Good advice! I'm still surprised at some of the fond memories my kids have, they have loved our simple traditions that at the time I never thought was so significant.

Specializes in SICU, trauma, neuro.

Hugs!! I'm short on time now, but wanted to tell you that being a working mom does NOT make you a "part time mom." You are her mama always, and she knows it. :inlove:

Mommy guilt crosses all professions and all races and nationalities. You are not alone.

Are you working 12s? That can help. A mother who is home 4 days a week is NOT a mother who is not there for her child.

If you have no other options, remind yourself that your salary is providing the means to feed and clothe her, provide medical care, etc. You ARE taking care of your child, even if you are not there with her 24/7.

Your feelings are normal. If you want to formulate a time centered plan for reducing your hours, that may help you feel better. You would have a goal to look towards, and every day would get you closer to that goal.

Specializes in Reproductive & Public Health.

Great advice from previous posters. I had my two kids when I was still in midwifery school (way back when I was in direct-entry midwifery training). I remember crying at 2am, as I pumped in a back room for my infant, not knowing when I was going to see my kids again. When I went back to CNM school, I would go 3-4 days without seeing them (between work, clinicals, and classroom time), and when I was home I was so exhausted that I could barely muster the energy to watch a movie with them on the couch. And now I am a single mom, working full time. But at least now I work a more 9-5ish schedule and get to see them every day.

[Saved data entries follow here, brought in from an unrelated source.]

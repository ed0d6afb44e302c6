//! Wallet client: the RPC, the configuration and the connected wallet,
//! plus factories for controllers bound to that wallet.

use std::sync::Arc;

use chain_sol::{Address, HttpRpcClient, SolError, SolanaRpc};
use parking_lot::RwLock;

use crate::config::ClientConfig;
use crate::controller::{AddressProvider, AuthorityProvider};
use crate::emitter::{Emitter, Subscription};
use crate::error::HookError;
use crate::pool::TransactionPool;
use crate::send::SendOptions;
use crate::signer::TransactionSigner;
use crate::sol::{SolHelper, SolTransferController};
use crate::spl::{SplTokenHelper, SplTransferController};

type Slot = Arc<RwLock<Option<Arc<dyn TransactionSigner>>>>;

#[derive(Clone)]
pub struct WalletClient {
    rpc: Arc<dyn SolanaRpc>,
    config: ClientConfig,
    wallet: Slot,
    wallet_changes: Emitter,
}

impl WalletClient {
    pub fn new(rpc: Arc<dyn SolanaRpc>, config: ClientConfig) -> Self {
        Self {
            rpc,
            config,
            wallet: Arc::new(RwLock::new(None)),
            wallet_changes: Emitter::new(),
        }
    }

    /// Validate `config` and connect to its RPC endpoint over HTTP.
    pub fn from_config(config: ClientConfig) -> Result<Self, HookError> {
        config.validate()?;
        let rpc = HttpRpcClient::new(
            config.rpc.url.clone(),
            config.rpc.timeout(),
            config.rpc.commitment,
        )
        .map_err(SolError::from)?;
        Ok(Self::new(Arc::new(rpc), config))
    }

    pub fn rpc(&self) -> Arc<dyn SolanaRpc> {
        Arc::clone(&self.rpc)
    }

    pub fn config(&self) -> &ClientConfig {
        &self.config
    }

    pub fn send_options(&self) -> SendOptions {
        self.config.send_options()
    }

    // -- wallet connection ----------------------------------------------------

    pub fn connect(&self, signer: Arc<dyn TransactionSigner>) {
        tracing::debug!(address = %signer.address(), "wallet connected");
        *self.wallet.write() = Some(signer);
        self.wallet_changes.emit();
    }

    /// Returns the wallet that was connected, if any.
    pub fn disconnect(&self) -> Option<Arc<dyn TransactionSigner>> {
        let previous = self.wallet.write().take();
        if previous.is_some() {
            tracing::debug!("wallet disconnected");
            self.wallet_changes.emit();
        }
        previous
    }

    pub fn wallet(&self) -> Option<Arc<dyn TransactionSigner>> {
        self.wallet.read().clone()
    }

    pub fn address(&self) -> Option<Address> {
        self.wallet.read().as_ref().map(|w| w.address())
    }

    pub fn subscribe_wallet<F>(&self, listener: F) -> Subscription
    where
        F: Fn() + Send + Sync + 'static,
    {
        self.wallet_changes.subscribe(listener)
    }

    // -- queries --------------------------------------------------------------

    /// Lamport balance of `address`, or of the connected wallet.
    pub async fn balance(&self, address: Option<Address>) -> Result<u64, HookError> {
        let address = address
            .or_else(|| self.address())
            .ok_or(HookError::MissingAddress("reading a balance"))?;
        SolHelper::new(self.rpc()).fetch_balance(&address).await
    }

    // -- controllers ----------------------------------------------------------

    /// Providers read the connected wallet when a send starts, not when the
    /// controller is built.
    fn authority_provider(&self) -> AuthorityProvider {
        let wallet = Arc::clone(&self.wallet);
        Arc::new(move || wallet.read().clone())
    }

    fn address_provider(&self) -> AddressProvider {
        let wallet = Arc::clone(&self.wallet);
        Arc::new(move || wallet.read().as_ref().map(|w| w.address()))
    }

    pub fn spl_token_helper(&self, mint: Address) -> SplTokenHelper {
        SplTokenHelper::new(self.rpc(), mint)
    }

    pub fn spl_transfer_controller(&self, mint: Address) -> SplTransferController {
        SplTransferController::new(Arc::new(self.spl_token_helper(mint)))
            .with_authority_provider(self.authority_provider())
            .with_source_owner_provider(self.address_provider())
            .with_send_options(self.send_options())
    }

    pub fn sol_transfer_controller(&self) -> SolTransferController {
        SolTransferController::new(Arc::new(SolHelper::new(self.rpc())))
            .with_authority_provider(self.authority_provider())
            .with_send_options(self.send_options())
    }

    pub fn transaction_pool(&self) -> TransactionPool {
        TransactionPool::new(self.rpc())
            .with_authority_provider(self.authority_provider())
            .with_send_options(self.send_options())
    }
}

Mommy guilt sucks. But take heart- your baby will be okay. Grown ups have to work, and kids thrive in any environment, as long as they have a parent (ideally, plural) that loves them and puts their needs first.

I second the idea of forming rituals. Even if you only get 15 minutes with your little on a given day, you will both find peace if you have quality time to look forward to. For me, it has always been bedtime snuggles and a book if I am home at night, or coffee and a cuddle in the morning. I would also take ANY opportunity to steal extra time with them, even if it meant keeping them up too late sometimes, or stealing them out of school for a morning... or even sometimes playing hooky for less than important events like a weekly staff meeting or workplace function.

Specializes in Reproductive & Public Health.

ALSO. If you work full time you are hopefully accruing some good vacation and personal time. Use it liberally, and without guilt.

Thanks for all the advice. I do work 12s which helps but I spend a good part of my next day asleep. I talked to my husband and we agreed maybe I can cut my hours back a bit once we get back on our feet. I think just knowing that's an option will help me through. I know there are so many more who have it way tougher than me so I feel silly whining but as nurses, I think we carry a lot more baggage with our jobs than some other do. Thanks for the kind words. I really do appreciate it.